Multidisciplinary Approaches to The FLASH Radiotherapy

Radiotherapy (RT) is extensively used in cancer treatment, although its toxicity often limits the treatment of radioresistant tumors. In this context, it has been recently shown, that irradiation at ultra-high dose rate (UHDR) (mean dose rate ≥40 Gy/s, with specific beam characteristics), called “FLASH-RT” may significantly reduce radiation-induced toxicity on normal tissues, while keeping similar antitumor effect as conventional RT [1]. This so called “FLASH effect” has been demonstrated in vivo on different animal models and various tumor types, using different radiations types (electrons, protons, carbon ions, and photons [2]) and pulse structures. While these rapidly accumulating results indicate bright prospects, the clinical translation is still in its early phase, due to different challenges.
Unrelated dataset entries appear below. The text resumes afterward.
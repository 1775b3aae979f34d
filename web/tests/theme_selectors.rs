#![cfg(test)]
//! Selector lint for the shared theme embedded by the web build.
//!
//! Chart and dashboard components emit these class names; dropping one from
//! `ui/assets/theme/main.css` silently unstyles the charts at runtime.

const THEME_CSS: &str = include_str!(concat!(
    env!("CARGO_MANIFEST_DIR"),
    "/../ui/assets/theme/main.css"
));

const REQUIRED_SELECTORS: &[&str] = &[
    ":root",
    "body {",
    ".page {",
    ".visually-hidden",
    // Dashboard
    ".dashboard__header",
    ".dashboard__controls",
    ".dashboard__grid",
    ".dashboard__error",
    // Chart cards
    ".chart-card {",
    ".chart-card__title",
    ".chart-card__meta",
    ".chart-card__placeholder",
    ".chart-card__total-value",
    ".chart-card--horizontal",
    ".chart-card--vertical",
    ".chart-bar__fill",
    ".chart-bar__value",
    "@media (max-width: 720px)",
];

/// Colors the chart adapter hands out must be defined as theme tokens.
const REQUIRED_TOKENS: &[&str] = &[
    "--chart-1:",
    "--chart-5:",
    "--chart-a1:",
    "--chart-a5:",
    "--chart-sub:",
    "--chart-nonsub:",
];

#[test]
fn theme_contains_required_selectors() {
    let missing: Vec<&str> = REQUIRED_SELECTORS
        .iter()
        .chain(REQUIRED_TOKENS)
        .copied()
        .filter(|sel| !THEME_CSS.contains(sel))
        .collect();

    assert!(
        missing.is_empty(),
        "Missing {} required CSS selectors/tokens in shared theme:\n{}",
        missing.len(),
        missing.join("\n")
    );
}

#[test]
fn bars_are_sized_by_share_variable() {
    let uses = THEME_CSS.matches("var(--bar-share)").count();
    assert!(
        uses >= 2,
        "Both bar orientations should size fills from --bar-share (found {uses})"
    );
}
First, several technological issues must be addressed to design new stable radiation sources capable of delivering beams with fluences orders of magnitude higher than those of conventional RT, and with a reliable real time beam monitoring system. This also implies the need of new dosimetric protocols, since most of the active dosimeters used for conventional beams do not respond accurately to UHDR and ultra high dose-per-pulse (UHDP) [3, 4]. Accurate dosimetry is not only needed for clinical implementation, but also for more robust and reproducible pre-clinical experiments [5]. The second challenge is understanding the biological mechanism underlying the FLASH effect, to explain the differential response of cancer vs. normal tissues. Several hypotheses have been considered, involving the whole cascade from the early radiation chemistry events to the classical radiation-induced molecular and cellular mechanisms and tissue recovery processes, also including a role for (epi)-genetics, stem cells or the immune system. While many results support different hypotheses, no compelling evidence exists that can yet confirm any of them.